Stored entries:
★ ★ ★ ★

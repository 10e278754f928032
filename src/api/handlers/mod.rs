//! HTTP handlers module

mod console;
mod control;
mod status;

pub use self::console::*;
pub use self::control::*;
pub use self::status::*;

use axum::{extract::FromRequest, extract::State, response::IntoResponse, Json};
use serde::Serialize;

use crate::broker::AppState;
use crate::error::AppError;

/// JSON body extractor whose rejections render as [`AppError`]
#[derive(FromRequest)]
#[from_request(via(axum::Json), rejection(AppError))]
pub struct AppJson<T>(pub T);

/// Health check response
#[derive(Serialize)]
pub struct HealthResponse {
    pub status: String,
    pub service: String,
    pub version: String,
    pub uptime_seconds: u64,
}

/// Health check handler
pub async fn health_check(State(state): State<AppState>) -> impl IntoResponse {
    Json(HealthResponse {
        status: "ok".to_string(),
        service: env!("CARGO_PKG_NAME").to_string(),
        version: env!("CARGO_PKG_VERSION").to_string(),
        uptime_seconds: state.uptime_seconds(),
    })
}
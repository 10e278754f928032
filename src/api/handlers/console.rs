//! Operator console page

use axum::{extract::State, response::Html};

use crate::broker::AppState;
use crate::error::AppError;

const CONSOLE_HTML: &str = include_str!("../../../static/console.html");

/// GET / - Serve the embedded operator console
pub async fn console_page(State(state): State<AppState>) -> Result<Html<&'static str>, AppError> {
    if !state.console_enabled {
        return Err(AppError::NotFound("Operator console is disabled".to_string()));
    }
    Ok(Html(CONSOLE_HTML))
}
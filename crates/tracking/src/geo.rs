//! Great-circle distance on the WGS84 sphere.

use telemetry::Coordinate;

const EARTH_RADIUS_KM: f64 = 6371.0;

/// Haversine distance between two coordinates in kilometres. Symmetric, zero
/// for identical points, no ellipsoid correction.
#[must_use]
pub fn distance_km(a: Coordinate, b: Coordinate) -> f64 {
    let lat_a = a.latitude.to_radians();
    let lat_b = b.latitude.to_radians();
    let d_lat = (b.latitude - a.latitude).to_radians();
    let d_lon = (b.longitude - a.longitude).to_radians();

    let h = (d_lat / 2.0).sin().powi(2) + lat_a.cos() * lat_b.cos() * (d_lon / 2.0).sin().powi(2);
    2.0 * EARTH_RADIUS_KM * h.sqrt().asin()
}

#[cfg(test)]
mod tests {
    use super::distance_km;
    use telemetry::Coordinate;

    const fn point(latitude: f64, longitude: f64) -> Coordinate {
        Coordinate { latitude, longitude }
    }

    #[test]
    fn identical_points_are_zero() {
        let auckland = point(-36.8485, 174.7633);
        assert!(distance_km(auckland, auckland).abs() < f64::EPSILON);
    }

    #[test]
    fn symmetric() {
        let a = point(-36.8485, 174.7633);
        let b = point(-37.7870, 175.2793);
        assert!((distance_km(a, b) - distance_km(b, a)).abs() < 1e-9);
    }

    #[test]
    fn quarter_great_circle() {
        let distance = distance_km(point(0.0, 0.0), point(0.0, 90.0));
        let expected = 10_007.5;
        assert!(
            (distance - expected).abs() / expected < 0.01,
            "expected ~{expected} km, got {distance}"
        );
    }

    #[test]
    fn auckland_to_hamilton() {
        // ~115 km by great circle
        let distance = distance_km(point(-36.8485, 174.7633), point(-37.7870, 175.2793));
        assert!((100.0..130.0).contains(&distance), "got {distance}");
    }
}
use std::env;

use chrono::Duration;

/// Thresholds governing status derivation, sample classification, and alert
/// detection. Defaults match the operational rules the dashboard was tuned to;
/// every value can be overridden from the host environment.
#[derive(Debug, Clone, PartialEq)]
pub struct TrackingConfig {
    /// A vehicle with no sample newer than this is considered offline.
    pub stale_after: Duration,
    /// Samples faster than this count as movement, at or below as a stop.
    pub moving_threshold_kmh: f64,
    pub alerts: AlertConfig,
}

#[derive(Debug, Clone, PartialEq)]
pub struct AlertConfig {
    pub speed_limit_kmh: f64,
    /// A stop segment at least this long raises a prolonged-stop alert.
    pub prolonged_stop: Duration,
}

impl Default for TrackingConfig {
    fn default() -> Self {
        Self {
            stale_after: Duration::minutes(30),
            moving_threshold_kmh: 5.0,
            alerts: AlertConfig::default(),
        }
    }
}

impl Default for AlertConfig {
    fn default() -> Self {
        Self { speed_limit_kmh: 80.0, prolonged_stop: Duration::minutes(120) }
    }
}

impl TrackingConfig {
    #[must_use]
    pub fn from_env() -> Self {
        let defaults = Self::default();
        Self {
            stale_after: Duration::minutes(env_i64(
                "STALE_AFTER_MINUTES",
                defaults.stale_after.num_minutes(),
            )),
            moving_threshold_kmh: env_f64("MOVING_THRESHOLD_KMH", defaults.moving_threshold_kmh),
            alerts: AlertConfig::from_env(),
        }
    }
}

impl AlertConfig {
    #[must_use]
    pub fn from_env() -> Self {
        let defaults = Self::default();
        Self {
            speed_limit_kmh: env_f64("SPEED_LIMIT_KMH", defaults.speed_limit_kmh),
            prolonged_stop: Duration::minutes(env_i64(
                "PROLONGED_STOP_MINUTES",
                defaults.prolonged_stop.num_minutes(),
            )),
        }
    }
}

fn env_f64(key: &str, default: f64) -> f64 {
    env::var(key).ok().and_then(|value| value.parse::<f64>().ok()).unwrap_or(default)
}

fn env_i64(key: &str, default: i64) -> i64 {
    env::var(key).ok().and_then(|value| value.parse::<i64>().ok()).unwrap_or(default)
}
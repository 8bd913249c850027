use serde::{Deserialize, Serialize};
use thiserror::Error;

/// Result type used across the tracking crates.
pub type Result<T> = std::result::Result<T, Error>;

/// Domain level error type returned by the telemetry adapter and its consumers.
#[derive(Error, Clone, Debug, Serialize, Deserialize, PartialEq, Eq)]
pub enum Error {
    /// The telemetry store failed to answer within the deadline or returned a
    /// transport-level failure. Retryable by the caller with backoff.
    #[error("code: store_unavailable, description: {0}")]
    StoreUnavailable(String),

    /// A position sample violates the telemetry invariants, or a range query
    /// returned samples out of timestamp order. Not retryable; the description
    /// identifies the offending sample.
    #[error("code: malformed_telemetry, description: {0}")]
    MalformedTelemetry(String),

    /// A range query was asked for a window whose start is after its end.
    /// Rejected before any store call.
    #[error("code: invalid_window, description: {0}")]
    InvalidWindow(String),
}

impl Error {
    /// Returns the stable error code associated with the variant.
    #[must_use]
    pub const fn code(&self) -> &str {
        match self {
            Self::StoreUnavailable(_) => "store_unavailable",
            Self::MalformedTelemetry(_) => "malformed_telemetry",
            Self::InvalidWindow(_) => "invalid_window",
        }
    }

    /// Returns the error description.
    #[must_use]
    pub fn description(&self) -> String {
        self.to_string()
    }

    /// Whether the caller may retry the failed operation.
    #[must_use]
    pub const fn is_retryable(&self) -> bool {
        matches!(self, Self::StoreUnavailable(_))
    }
}

impl From<serde_json::Error> for Error {
    fn from(err: serde_json::Error) -> Self {
        Self::MalformedTelemetry(format!("failed to deserialize position row: {err}"))
    }
}

impl From<anyhow::Error> for Error {
    fn from(err: anyhow::Error) -> Self {
        match err.downcast_ref::<Self>() {
            Some(Self::StoreUnavailable(e)) => Self::StoreUnavailable(format!("{err}: {e}")),
            Some(Self::MalformedTelemetry(e)) => Self::MalformedTelemetry(format!("{err}: {e}")),
            Some(Self::InvalidWindow(e)) => Self::InvalidWindow(format!("{err}: {e}")),
            None => {
                let stack = err.chain().fold(String::new(), |cause, e| format!("{cause} -> {e}"));
                let stack = stack.trim_start_matches(" -> ").to_string();
                Self::StoreUnavailable(stack)
            }
        }
    }
}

★ ★ ★ ★

WHAT THE EXERCISE ASKS:
The output should be exactly the lines above from the line containing "by great circle" to the line containing "pub struct TrackingConfig", inclusive, with no other lines.

TASK ANSWER:
        // ~115 km by great circle
        let distance = distance_km(point(-36.8485, 174.7633), point(-37.7870, 175.2793));
        assert!((100.0..130.0).contains(&distance), "got {distance}");
    }
}
use std::env;

use chrono::Duration;

/// Thresholds governing status derivation, sample classification, and alert
/// detection. Defaults match the operational rules the dashboard was tuned to;
/// every value can be overridden from the host environment.
#[derive(Debug, Clone, PartialEq)]
pub struct TrackingConfig {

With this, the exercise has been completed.